III
THE CHATEAU
DE BLOIS
The banks of the Loire, from Blois
to Angers, were the favorite resort of the last two
branches of the royal race which occupied the throne
before the house of Bourbon. That beautiful valley
plain so well deserves the honor bestowed upon it
by kings that we must here repeat what was said of
it by one of our most eloquent writers:—
“There is one province in France
which is never sufficiently admired. Fragrant
as Italy, flowery as the banks of the Guadalquivir,
beautiful especially in its own characteristics, wholly
French, having always been French,—unlike
in that respect to our northern provinces, which
have degenerated by contact with Germany, and to
our southern provinces, which have lived in concubinage
with Moors, Spaniards, and all other nationalities
that adjoined them. This pure, chaste, brave,
and loyal province is Touraine. Historic France
is there! Auvergne is Auvergne, Languedoc is
only Languedoc; but Touraine is France; the most national
river for Frenchmen is the Loire, which waters Touraine.

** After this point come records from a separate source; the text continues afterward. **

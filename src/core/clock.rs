// Daily reset detection.
//
// The boundary is always re-derived from the absolute timestamp handed in by
// the host, so replayed or fast-forwarded ticks behave the same as live ones.

use chrono::{DateTime, Utc};

/// Length of one reset period in milliseconds.
pub const ONE_DAY_MILLIS: i64 = 86_400_000;

/// What a single observation of the clock decided.
#[derive(Debug, Clone, Copy, PartialEq, Eq, Default)]
pub struct ResetSignal {
    /// A new reset period started since the last pass.
    pub boundary_crossed: bool,
    /// A login is pending and must be evaluated unconditionally.
    pub forced: bool,
}

impl ResetSignal {
    /// Whether this observation warrants an evaluation pass.
    pub fn should_evaluate(&self) -> bool {
        self.boundary_crossed || self.forced
    }
}

#[derive(Debug, Clone)]
pub struct ResetClock {
    period: i64,
    last_boundary: i64,
    pending_login: bool,
}

impl Default for ResetClock {
    fn default() -> Self {
        Self::new()
    }
}

impl ResetClock {
    pub fn new() -> Self {
        Self::with_period(ONE_DAY_MILLIS)
    }

    /// Clock with a custom period. Non-positive periods are clamped to 1ms.
    pub fn with_period(period_millis: i64) -> Self {
        Self {
            period: period_millis.max(1),
            last_boundary: 0,
            pending_login: true,
        }
    }

    pub fn last_boundary(&self) -> i64 {
        self.last_boundary
    }

    pub fn is_login_pending(&self) -> bool {
        self.pending_login
    }

    /// Observe the current time.
    ///
    /// When a login is pending or the period has elapsed, the boundary is
    /// re-aligned to the period grid and the login flag is consumed. Calls
    /// within the same period otherwise leave the clock untouched.
    pub fn observe(&mut self, now_millis: i64) -> ResetSignal {
        let forced = self.pending_login;
        let boundary_crossed =
            !forced && now_millis.saturating_sub(self.last_boundary) > self.period;

        let signal = ResetSignal {
            boundary_crossed,
            forced,
        };

        if signal.should_evaluate() {
            self.last_boundary = self.align(now_millis);
            self.pending_login = false;

            if boundary_crossed {
                log::info!(
                    "Daily reset detected, boundary now {}",
                    format_millis(self.last_boundary)
                );
            } else {
                log::debug!(
                    "Login check consumed, boundary {}",
                    format_millis(self.last_boundary)
                );
            }
        }

        signal
    }

    /// Request an unconditional evaluation on the next observation (login).
    pub fn force_next_check(&mut self) {
        self.pending_login = true;
    }

    /// Forget the current window (logout / shutdown).
    ///
    /// The clock returns to its start state: the next observation is a
    /// forced login pass, never a reset pass.
    pub fn on_reset(&mut self) {
        self.last_boundary = 0;
        self.pending_login = true;
    }

    fn align(&self, now_millis: i64) -> i64 {
        now_millis
            .div_euclid(self.period)
            .saturating_mul(self.period)
    }
}

/// Render an epoch-millisecond timestamp for logs.
pub fn format_millis(millis: i64) -> String {
    DateTime::<Utc>::from_timestamp_millis(millis)
        .map(|dt| dt.to_rfc3339())
        .unwrap_or_else(|| format!("{}ms", millis))
}

#[cfg(test)]
mod tests {
    use super::*;

    const DAY: i64 = ONE_DAY_MILLIS;
    const NOON: i64 = 20_000 * DAY + DAY / 2;

    #[test]
    fn test_first_observation_is_forced_login() {
        let mut clock = ResetClock::new();
        let signal = clock.observe(NOON);

        assert!(signal.forced);
        assert!(!signal.boundary_crossed);
        assert_eq!(clock.last_boundary(), 20_000 * DAY);
        assert!(!clock.is_login_pending());
    }

    #[test]
    fn test_observe_idempotent_within_period() {
        let mut clock = ResetClock::new();
        clock.observe(NOON);
        let boundary = clock.last_boundary();

        for offset in [0, 600, 60_000, DAY / 2 - 1] {
            let signal = clock.observe(NOON + offset);
            assert!(!signal.should_evaluate());
            assert_eq!(clock.last_boundary(), boundary);
        }
    }

    #[test]
    fn test_crossing_requires_more_than_one_period() {
        let mut clock = ResetClock::new();
        clock.observe(NOON);
        let boundary = clock.last_boundary();

        // Exactly one period after the aligned boundary is not yet a crossing
        assert!(!clock.observe(boundary + DAY).boundary_crossed);

        let signal = clock.observe(boundary + DAY + 1);
        assert!(signal.boundary_crossed);
        assert!(!signal.forced);
        assert_eq!(clock.last_boundary(), boundary + DAY);
    }

    #[test]
    fn test_crossing_aligns_to_grid_not_previous_boundary() {
        let mut clock = ResetClock::new();
        clock.observe(NOON);

        // Skip three days ahead
        let later = NOON + 3 * DAY + 1234;
        assert!(clock.observe(later).boundary_crossed);
        assert_eq!(clock.last_boundary(), 20_003 * DAY);
    }

    #[test]
    fn test_login_is_not_a_crossing() {
        let mut clock = ResetClock::new();
        clock.observe(NOON);

        clock.force_next_check();
        let signal = clock.observe(NOON + 2 * DAY);
        assert!(signal.forced);
        assert!(!signal.boundary_crossed);
        assert_eq!(clock.last_boundary(), 20_002 * DAY);
    }

    #[test]
    fn test_backwards_clock_never_crosses() {
        let mut clock = ResetClock::new();
        clock.observe(NOON);

        let signal = clock.observe(NOON - 5 * DAY);
        assert!(!signal.should_evaluate());
        assert_eq!(clock.last_boundary(), 20_000 * DAY);

        let signal = clock.observe(i64::MIN);
        assert!(!signal.should_evaluate());
    }

    #[test]
    fn test_extreme_timestamps_on_forced_pass() {
        let mut clock = ResetClock::new();
        let signal = clock.observe(i64::MIN);
        assert!(signal.forced);
        assert!(clock.last_boundary() <= 0);

        clock.on_reset();
        assert!(clock.observe(i64::MAX).forced);
        assert!(clock.last_boundary() > 0);

        clock.on_reset();
        assert!(clock.observe(i64::MIN).forced);
        // Any later real timestamp is then a crossing, never a panic
        assert!(clock.observe(NOON).boundary_crossed);
        assert_eq!(clock.last_boundary(), 20_000 * DAY);
    }

    #[test]
    fn test_on_reset_returns_to_start_state() {
        let mut clock = ResetClock::new();
        clock.observe(NOON);
        clock.on_reset();

        assert_eq!(clock.last_boundary(), 0);
        assert!(clock.is_login_pending());

        let signal = clock.observe(NOON + 10);
        assert!(signal.forced);
        assert!(!signal.boundary_crossed);
    }

    #[test]
    fn test_format_millis() {
        assert_eq!(format_millis(0), "1970-01-01T00:00:00+00:00");
    }
}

For this reason we ought not to be surprised at the
great number of historically noble buildings possessed
by those departments which have taken the name,
or derivations of the name, of the Loire. At
every step we take in this land of enchantment we
discover a new picture, bordered, it may be, by a
river, or a tranquil lake reflecting in its liquid
depths a castle with towers, and woods and sparkling
waterfalls. It is quite natural that in a region
chosen by Royalty for its sojourn, where the court
was long established, great families and fortunes and
distinguished men should have settled and built palaces
as grand as themselves.”
But is it not incomprehensible that
Royalty did not follow the advice indirectly given
by Louis XI. to place the capital of the kingdom at
Tours? There, without great expense, the Loire
might have been made accessible for the merchant service,
and also for vessels-of-war of light draught.
There, too, the seat of government would have been
safe from the dangers of invasion. Had this been
done, the northern cities would not have required
such vast sums of money spent to fortify them, —sums
as vast as were those expended on the sumptuous glories
of Versailles. If Louis XIV. had listened to
Vauban, who wished to build his great palace at Mont
Louis, between the Loire and the Cher, perhaps
the revolution of 1789 might never have taken place.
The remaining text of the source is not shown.